PSICOLOGíA › EN MEMORIA DE IGNACIO LEWKOWICZ, FALLECIDO ESTE MES
Muerte del historiador de lo subjetivo
Por Sergio Federovisky
Ignacio Lewkowicz era historiador. Ignacio Lewkowicz había devenido filósofo, si es que dicha categorización le cabe a quien piensa y describe la realidad con el propósito (marxista) de transformarla. Ignacio Lewkowicz se había proyectado como una suerte de epistemólogo del psicoanálisis y, como tal, escribía en Página/12, hablaba en diversos foros y argumentaba ante cuanto psicólogo encontrara. Ignacio Lewkowicz era, como oí decir a un encumbrado editor de libros, “uno de los que mejor encarnaban el nuevo pensamiento argentino”, aunque él mismo cuestionara la existencia de semejante categoría (Ignacio hubiera dudado acerca de si era nuevo, de si era argentino y, más aún, de si era pensamiento).
Pero Ignacio Lewkowicz era, antes que nada, Nacho, mi amigo.

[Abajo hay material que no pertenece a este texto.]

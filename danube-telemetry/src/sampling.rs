//! Sample planning for range queries.
//!
//! The metrics backend refuses (or silently coarsens) steps finer than its scrape
//! resolution, so the number of points requested for a span is bounded by a minimum step.

use std::time::Duration;

/// Number of samples to request for `span`.
///
/// A positive `explicit` count is authoritative and returned unchanged. Otherwise the
/// count is `floor(span / min_step)`, never less than 1, which keeps `span / samples`
/// at or above `min_step`.
pub fn plan_samples(span: Duration, min_step: Duration, explicit: Option<usize>) -> usize {
    if let Some(samples) = explicit.filter(|s| *s > 0) {
        return samples;
    }
    let step_ms = min_step.as_millis().max(1);
    let samples = span.as_millis() / step_ms;
    usize::try_from(samples).unwrap_or(usize::MAX).max(1)
}

/// Distance between two consecutive samples, floored at one millisecond.
pub fn step_for(span: Duration, samples: usize) -> Duration {
    let samples = samples.max(1) as u128;
    let step_ms = (span.as_millis() / samples).max(1);
    Duration::from_millis(u64::try_from(step_ms).unwrap_or(u64::MAX))
}

/// Span, sample count and resulting step shared by every query of one refresh cycle.
#[derive(Clone, Copy, Debug, PartialEq, Eq)]
pub struct SamplePlan {
    pub span: Duration,
    pub samples: usize,
    pub step: Duration,
}

impl SamplePlan {
    pub fn new(span: Duration, min_step: Duration, explicit: Option<usize>) -> Self {
        let samples = plan_samples(span, min_step, explicit);
        Self {
            span,
            samples,
            step: step_for(span, samples),
        }
    }
}
//! Prometheus range-query client

use std::collections::HashMap;
use std::time::Duration;

use async_trait::async_trait;
use serde::Deserialize;
use tracing::debug;

use crate::errors::{QueryError, Result};
use crate::types::{Series, SeriesPoint};

/// Parameters of one range query.
#[derive(Clone, Debug, PartialEq, Eq)]
pub struct RangeQuery {
    pub query: String,
    pub namespace: String,
    pub start_ms: i64,
    pub end_ms: i64,
    pub step: Duration,
    pub timeout: Duration,
}

/// Source of range-query results. Implemented by [`MetricsClient`] and by test fakes.
#[async_trait]
pub trait MetricsBackend: Send + Sync {
    async fn query_range(&self, request: &RangeQuery) -> std::result::Result<Vec<Series>, QueryError>;
}

#[derive(Clone, Debug)]
pub struct MetricsConfig {
    pub base_url: String,
    pub timeout_ms: u64,
}

impl Default for MetricsConfig {
    fn default() -> Self {
        Self {
            base_url: "http://localhost:9090".to_string(),
            timeout_ms: 60_000,
        }
    }
}

#[derive(Clone)]
pub struct MetricsClient {
    cfg: MetricsConfig,
    http: reqwest::Client,
}

impl MetricsClient {
    pub fn new(cfg: MetricsConfig) -> Result<Self> {
        let http = reqwest::Client::builder()
            .timeout(Duration::from_millis(cfg.timeout_ms))
            .build()?;
        Ok(Self { cfg, http })
    }

    fn range_url(&self) -> String {
        format!("{}/api/v1/query_range", self.cfg.base_url.trim_end_matches('/'))
    }
}

#[async_trait]
impl MetricsBackend for MetricsClient {
    async fn query_range(&self, request: &RangeQuery) -> std::result::Result<Vec<Series>, QueryError> {
        let params = [
            ("query", request.query.clone()),
            ("namespace", request.namespace.clone()),
            ("start", format_seconds(request.start_ms)),
            ("end", format_seconds(request.end_ms)),
            ("step", format_seconds(request.step.as_millis() as i64)),
            ("timeout", format!("{}s", request.timeout.as_secs().max(1))),
        ];
        debug!(query = %request.query, start = request.start_ms, end = request.end_ms, "prometheus range query");

        let resp = self
            .http
            .get(self.range_url())
            .query(&params)
            .timeout(request.timeout)
            .send()
            .await
            .map_err(|e| {
                if e.is_timeout() {
                    QueryError::Timeout(request.timeout)
                } else {
                    QueryError::Request(e.to_string())
                }
            })?;

        let status = resp.status();
        let body = resp
            .text()
            .await
            .map_err(|e| QueryError::Request(e.to_string()))?;

        match serde_json::from_str::<PromResponse>(&body) {
            Ok(parsed) => parsed.into_series(),
            Err(_) if !status.is_success() => Err(QueryError::Backend {
                status: status.to_string(),
                message: body,
            }),
            Err(e) => Err(QueryError::Decode(e.to_string())),
        }
    }
}

/// Prometheus HTTP API envelope for matrix results.
#[derive(Debug, Deserialize)]
pub struct PromResponse {
    pub status: String,
    #[serde(default)]
    pub data: PromData,
    #[serde(rename = "errorType")]
    pub error_type: Option<String>,
    pub error: Option<String>,
}

#[derive(Debug, Default, Deserialize)]
pub struct PromData {
    #[serde(rename = "resultType", default)]
    pub result_type: String,
    #[serde(default)]
    pub result: Vec<PromSeries>,
}

#[derive(Debug, Deserialize)]
pub struct PromSeries {
    #[serde(default)]
    pub metric: HashMap<String, String>,
    #[serde(default)]
    pub values: Vec<(f64, String)>,
}

impl PromResponse {
    /// Convert a matrix response into labelled series, or surface the backend's error.
    pub fn into_series(self) -> std::result::Result<Vec<Series>, QueryError> {
        if self.status != "success" {
            return Err(QueryError::Backend {
                status: self.error_type.unwrap_or(self.status),
                message: self.error.unwrap_or_default(),
            });
        }
        if !self.data.result_type.is_empty() && self.data.result_type != "matrix" {
            return Err(QueryError::Decode(format!(
                "expected a matrix result, got '{}'",
                self.data.result_type
            )));
        }

        Ok(self
            .data
            .result
            .into_iter()
            .map(|s| Series {
                points: to_points(&s.values),
                labels: s.metric,
            })
            .collect())
    }
}

fn to_points(values: &[(f64, String)]) -> Vec<SeriesPoint> {
    values
        .iter()
        .filter_map(|(ts, v)| v.parse::<f64>().ok().map(|vv| ((*ts * 1000.0) as i64, vv)))
        .collect()
}

fn format_seconds(ms: i64) -> String {
    if ms % 1000 == 0 {
        (ms / 1000).to_string()
    } else {
        format!("{:.3}", ms as f64 / 1000.0)
    }
}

Lo conocí en 1975 y en la cabecera de su cama todavía tenía un banderín de Boca. Pero, en 1976, eligió –y nunca cambió– hacerse de Huracán: aquel equipo de Ardiles y el Pulpo Scalise –sostenía– era mejor que el que salió campeón en el ’73. “Es mi afán de estar con los que no tienen nada”, le explicó delante de mí hace unas semanas a su hijo León (de cinco años) cuando le preguntó por qué eran del Globo.
Cuando su padre tenía 42 años murió dejándole a Nacho (no a Ignacio) un dolor que vi nacer, crecer y mantenerse. Un dolor que se tocaba. “Pensé que no iba a llegar a la edad de mi viejo”, me dijo la noche de su cumpleaños, el 16 de agosto pasado, en Los Inmortales. León dormía entre dos sillas y mi hijo Agustín observaba extasiado a ese personaje de barba que se describía como el mejor amigo de su padre. Su desafío adicional era atravesar los 42 esquivándole a la muerte.
“Va a estar en buenas manos.” Había entrado a mi casa y el regalo de cumpleaños que me traía era un reloj de péndulo que a su vez le había entregado su abuelo décadas atrás. Pregunté por qué ese regalo, por qué ese desprendimiento y aquélla fue la respuesta. Hace unos pocos días (cuando me dijeron por teléfono que él y su mujer Cristina habían muerto en un accidente en el Tigre, el 4 de este mes), entendí de qué se trataba.
Ignacio Lewkowicz había escrito varios libros: su obsesión era la subjetividad, la conciencia que una persona, una sociedad, una clase, tienen respecto de la realidad; la manera que tienen de asirla y –si pueden– transformarla. Estaba convencido de que a fines de 2001 este país cambió y, como se titula su libro póstumo editado por Paidós, los argentinos tenemos que Pensar sin Estado. Ignacio Lewkowicz era mordaz, brillante: pensaba que este mundo era una mierda no por escéptico sino porque tenía la certeza de que se podía hacer uno mejor.
Lo suyo era la ironía. Y fue irónico que un tipo que vivió flirteando con la muerte se muriera –sin buscarlo– cuando había encontrado las ganas de vivir. Y más irónico que no alcanzara a atravesar la edad de su padre (el muro que él necesitaba saltar) por culpa de una lancha que ni siquiera manejaba. Como si el destino –en el que no creo, ni él creía– quisiera dar prueba de su existencia.
Ignacio Lewkowicz quedará en sus libros, en sus escritos, en sus clases, en su hijito León, en sus grupos de estudio, en su pensamiento.
Pero Ignacio Lewkowicz ya no está. Conmigo se quedó Nacho.